- Assigned task:
Search the material for the word "SmtpRelay" and report each line where it turns up.

- Records for the exercise:
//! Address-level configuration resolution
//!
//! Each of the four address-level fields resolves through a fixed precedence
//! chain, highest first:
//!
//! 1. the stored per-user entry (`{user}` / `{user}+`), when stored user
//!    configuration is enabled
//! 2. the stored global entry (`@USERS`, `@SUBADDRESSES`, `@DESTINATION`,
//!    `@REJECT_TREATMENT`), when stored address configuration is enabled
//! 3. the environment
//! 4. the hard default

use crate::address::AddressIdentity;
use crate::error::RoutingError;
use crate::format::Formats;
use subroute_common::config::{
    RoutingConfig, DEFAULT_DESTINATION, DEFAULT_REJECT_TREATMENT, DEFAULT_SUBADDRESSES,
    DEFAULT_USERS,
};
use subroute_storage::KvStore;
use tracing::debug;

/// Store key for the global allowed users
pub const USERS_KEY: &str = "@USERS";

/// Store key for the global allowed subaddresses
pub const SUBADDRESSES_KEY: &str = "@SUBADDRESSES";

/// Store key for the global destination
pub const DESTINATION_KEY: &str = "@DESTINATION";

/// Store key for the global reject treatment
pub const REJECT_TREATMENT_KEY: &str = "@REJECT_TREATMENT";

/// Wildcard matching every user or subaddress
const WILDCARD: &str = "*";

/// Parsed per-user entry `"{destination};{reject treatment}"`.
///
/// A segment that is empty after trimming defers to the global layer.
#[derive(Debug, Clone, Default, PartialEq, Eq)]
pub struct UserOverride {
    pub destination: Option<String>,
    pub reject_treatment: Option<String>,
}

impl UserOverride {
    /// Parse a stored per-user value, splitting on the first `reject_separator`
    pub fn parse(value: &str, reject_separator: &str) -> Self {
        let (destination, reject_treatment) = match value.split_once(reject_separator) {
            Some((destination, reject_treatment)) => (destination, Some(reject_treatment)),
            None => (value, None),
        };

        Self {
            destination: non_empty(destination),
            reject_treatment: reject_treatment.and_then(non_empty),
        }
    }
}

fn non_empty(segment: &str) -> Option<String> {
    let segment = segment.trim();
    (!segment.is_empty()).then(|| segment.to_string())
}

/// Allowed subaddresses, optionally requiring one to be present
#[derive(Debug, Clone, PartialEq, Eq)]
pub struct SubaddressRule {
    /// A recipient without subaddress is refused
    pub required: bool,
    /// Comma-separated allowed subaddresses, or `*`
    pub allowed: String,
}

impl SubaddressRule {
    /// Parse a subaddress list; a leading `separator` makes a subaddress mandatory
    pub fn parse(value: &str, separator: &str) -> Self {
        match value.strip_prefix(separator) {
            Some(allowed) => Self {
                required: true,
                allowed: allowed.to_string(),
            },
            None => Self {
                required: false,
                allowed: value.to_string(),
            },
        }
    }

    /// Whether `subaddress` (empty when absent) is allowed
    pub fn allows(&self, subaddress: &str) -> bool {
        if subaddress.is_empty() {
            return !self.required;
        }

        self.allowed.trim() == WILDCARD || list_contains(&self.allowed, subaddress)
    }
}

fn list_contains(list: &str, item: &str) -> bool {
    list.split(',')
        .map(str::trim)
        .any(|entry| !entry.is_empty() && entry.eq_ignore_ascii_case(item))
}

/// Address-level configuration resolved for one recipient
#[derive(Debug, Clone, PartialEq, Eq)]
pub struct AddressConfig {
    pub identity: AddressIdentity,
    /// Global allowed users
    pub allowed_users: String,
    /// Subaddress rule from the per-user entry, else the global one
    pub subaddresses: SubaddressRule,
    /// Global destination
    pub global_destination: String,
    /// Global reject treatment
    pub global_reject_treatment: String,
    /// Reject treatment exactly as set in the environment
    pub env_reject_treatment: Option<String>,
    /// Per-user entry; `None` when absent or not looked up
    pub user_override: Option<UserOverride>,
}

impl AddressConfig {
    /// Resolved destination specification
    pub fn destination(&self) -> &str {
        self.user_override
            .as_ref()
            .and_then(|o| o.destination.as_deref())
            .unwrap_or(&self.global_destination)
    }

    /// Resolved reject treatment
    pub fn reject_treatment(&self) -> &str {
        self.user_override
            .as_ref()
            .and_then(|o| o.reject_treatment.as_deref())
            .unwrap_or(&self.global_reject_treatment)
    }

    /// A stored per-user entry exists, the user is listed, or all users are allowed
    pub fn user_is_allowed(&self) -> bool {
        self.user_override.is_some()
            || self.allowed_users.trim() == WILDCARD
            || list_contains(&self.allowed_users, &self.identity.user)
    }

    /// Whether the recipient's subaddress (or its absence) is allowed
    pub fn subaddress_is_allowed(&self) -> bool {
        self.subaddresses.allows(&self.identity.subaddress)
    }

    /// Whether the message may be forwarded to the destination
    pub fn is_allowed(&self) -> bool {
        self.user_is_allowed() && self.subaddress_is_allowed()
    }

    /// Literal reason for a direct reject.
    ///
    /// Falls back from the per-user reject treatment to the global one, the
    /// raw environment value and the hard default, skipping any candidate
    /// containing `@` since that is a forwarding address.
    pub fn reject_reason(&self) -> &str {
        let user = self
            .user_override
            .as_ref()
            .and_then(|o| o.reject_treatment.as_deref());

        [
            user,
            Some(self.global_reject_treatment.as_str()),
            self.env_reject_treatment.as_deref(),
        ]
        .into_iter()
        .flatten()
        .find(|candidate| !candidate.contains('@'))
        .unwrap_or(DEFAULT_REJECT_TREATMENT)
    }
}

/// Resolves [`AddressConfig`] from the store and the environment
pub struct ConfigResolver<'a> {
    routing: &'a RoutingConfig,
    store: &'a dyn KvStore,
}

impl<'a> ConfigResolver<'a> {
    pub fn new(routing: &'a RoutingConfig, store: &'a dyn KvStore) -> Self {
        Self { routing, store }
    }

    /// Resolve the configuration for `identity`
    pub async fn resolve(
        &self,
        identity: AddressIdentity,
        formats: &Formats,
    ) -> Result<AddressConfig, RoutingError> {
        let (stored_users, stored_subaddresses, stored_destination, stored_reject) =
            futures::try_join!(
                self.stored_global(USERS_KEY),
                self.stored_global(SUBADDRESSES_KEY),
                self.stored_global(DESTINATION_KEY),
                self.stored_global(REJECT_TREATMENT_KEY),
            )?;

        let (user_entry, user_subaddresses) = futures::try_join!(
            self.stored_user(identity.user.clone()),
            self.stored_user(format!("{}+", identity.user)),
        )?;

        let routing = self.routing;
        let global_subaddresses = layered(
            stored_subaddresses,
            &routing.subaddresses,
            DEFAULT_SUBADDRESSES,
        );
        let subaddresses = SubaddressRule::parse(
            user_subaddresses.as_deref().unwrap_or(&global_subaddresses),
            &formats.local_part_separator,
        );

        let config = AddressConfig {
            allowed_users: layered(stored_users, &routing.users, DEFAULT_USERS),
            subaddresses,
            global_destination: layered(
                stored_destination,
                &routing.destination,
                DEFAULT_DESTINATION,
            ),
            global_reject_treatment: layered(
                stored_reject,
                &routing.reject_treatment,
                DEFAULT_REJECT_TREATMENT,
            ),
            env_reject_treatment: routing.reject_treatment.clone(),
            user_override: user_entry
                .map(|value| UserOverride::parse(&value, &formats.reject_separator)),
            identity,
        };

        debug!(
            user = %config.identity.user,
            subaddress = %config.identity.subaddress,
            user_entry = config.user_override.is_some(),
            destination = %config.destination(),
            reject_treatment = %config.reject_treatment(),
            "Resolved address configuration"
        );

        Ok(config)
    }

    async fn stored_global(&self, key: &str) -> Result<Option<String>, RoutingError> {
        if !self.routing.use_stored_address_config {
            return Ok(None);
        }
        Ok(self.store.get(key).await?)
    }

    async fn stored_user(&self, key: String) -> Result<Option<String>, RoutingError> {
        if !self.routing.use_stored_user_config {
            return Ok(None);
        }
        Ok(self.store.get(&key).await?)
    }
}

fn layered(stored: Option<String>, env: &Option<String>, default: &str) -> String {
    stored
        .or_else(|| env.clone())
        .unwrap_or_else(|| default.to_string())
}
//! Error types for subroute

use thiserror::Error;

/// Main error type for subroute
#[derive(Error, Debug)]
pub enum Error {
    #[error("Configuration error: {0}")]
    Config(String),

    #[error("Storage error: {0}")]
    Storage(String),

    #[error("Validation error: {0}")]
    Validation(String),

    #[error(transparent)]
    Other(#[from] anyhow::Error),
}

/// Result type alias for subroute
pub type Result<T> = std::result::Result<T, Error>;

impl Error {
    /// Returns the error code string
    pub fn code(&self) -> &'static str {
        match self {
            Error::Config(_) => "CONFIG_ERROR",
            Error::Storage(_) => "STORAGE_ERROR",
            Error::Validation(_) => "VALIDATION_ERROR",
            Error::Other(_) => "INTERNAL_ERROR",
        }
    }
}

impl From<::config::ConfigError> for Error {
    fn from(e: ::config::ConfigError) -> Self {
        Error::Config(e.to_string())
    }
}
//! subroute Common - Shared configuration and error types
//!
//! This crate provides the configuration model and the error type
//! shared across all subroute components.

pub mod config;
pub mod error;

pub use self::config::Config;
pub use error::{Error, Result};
* * *
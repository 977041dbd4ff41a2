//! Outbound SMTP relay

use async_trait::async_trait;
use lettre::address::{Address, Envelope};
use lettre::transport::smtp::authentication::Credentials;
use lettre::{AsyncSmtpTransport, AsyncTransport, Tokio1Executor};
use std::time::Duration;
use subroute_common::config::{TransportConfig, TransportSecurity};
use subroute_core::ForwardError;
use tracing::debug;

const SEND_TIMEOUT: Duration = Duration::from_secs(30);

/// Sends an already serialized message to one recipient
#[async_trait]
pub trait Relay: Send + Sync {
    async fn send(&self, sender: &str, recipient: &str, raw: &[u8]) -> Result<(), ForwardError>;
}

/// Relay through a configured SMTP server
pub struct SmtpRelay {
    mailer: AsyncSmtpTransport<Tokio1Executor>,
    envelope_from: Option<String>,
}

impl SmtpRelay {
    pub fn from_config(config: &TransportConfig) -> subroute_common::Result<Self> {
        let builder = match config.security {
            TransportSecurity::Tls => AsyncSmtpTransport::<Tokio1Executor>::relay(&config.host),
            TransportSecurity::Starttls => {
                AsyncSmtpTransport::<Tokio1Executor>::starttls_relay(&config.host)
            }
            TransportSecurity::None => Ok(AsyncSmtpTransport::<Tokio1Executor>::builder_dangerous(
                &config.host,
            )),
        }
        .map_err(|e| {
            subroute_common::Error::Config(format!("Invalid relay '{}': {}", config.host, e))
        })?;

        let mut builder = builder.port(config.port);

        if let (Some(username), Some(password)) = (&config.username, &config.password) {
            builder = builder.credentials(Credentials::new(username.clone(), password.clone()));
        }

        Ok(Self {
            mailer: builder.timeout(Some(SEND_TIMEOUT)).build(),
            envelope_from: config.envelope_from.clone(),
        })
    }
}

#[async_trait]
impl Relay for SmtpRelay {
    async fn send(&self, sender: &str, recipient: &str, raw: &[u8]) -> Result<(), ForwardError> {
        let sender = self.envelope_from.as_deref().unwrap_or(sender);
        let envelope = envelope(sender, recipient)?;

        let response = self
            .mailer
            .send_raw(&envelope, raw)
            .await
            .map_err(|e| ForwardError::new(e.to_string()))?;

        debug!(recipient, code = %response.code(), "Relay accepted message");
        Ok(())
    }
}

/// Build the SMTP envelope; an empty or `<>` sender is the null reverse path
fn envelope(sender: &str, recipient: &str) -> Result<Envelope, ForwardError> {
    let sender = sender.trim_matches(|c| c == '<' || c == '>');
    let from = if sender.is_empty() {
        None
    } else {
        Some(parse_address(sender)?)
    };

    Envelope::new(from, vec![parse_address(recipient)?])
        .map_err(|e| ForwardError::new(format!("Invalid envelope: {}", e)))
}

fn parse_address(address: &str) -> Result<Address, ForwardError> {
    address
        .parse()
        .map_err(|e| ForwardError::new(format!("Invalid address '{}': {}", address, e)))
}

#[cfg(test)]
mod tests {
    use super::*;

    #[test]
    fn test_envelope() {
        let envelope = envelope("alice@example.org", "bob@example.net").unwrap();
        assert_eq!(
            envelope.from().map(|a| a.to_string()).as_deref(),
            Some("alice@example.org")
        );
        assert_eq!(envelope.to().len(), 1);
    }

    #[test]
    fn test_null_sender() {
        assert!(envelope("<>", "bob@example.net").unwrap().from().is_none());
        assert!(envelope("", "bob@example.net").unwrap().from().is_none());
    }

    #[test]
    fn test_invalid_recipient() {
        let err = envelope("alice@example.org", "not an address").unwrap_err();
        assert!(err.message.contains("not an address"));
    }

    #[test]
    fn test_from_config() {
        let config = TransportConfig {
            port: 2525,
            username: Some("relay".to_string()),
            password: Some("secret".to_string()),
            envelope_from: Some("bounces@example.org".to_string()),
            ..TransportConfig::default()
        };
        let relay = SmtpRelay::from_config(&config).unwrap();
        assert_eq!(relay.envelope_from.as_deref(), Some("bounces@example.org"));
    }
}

- Written answer:
pub struct SmtpRelay {
impl SmtpRelay {
impl Relay for SmtpRelay {
        let relay = SmtpRelay::from_config(&config).unwrap();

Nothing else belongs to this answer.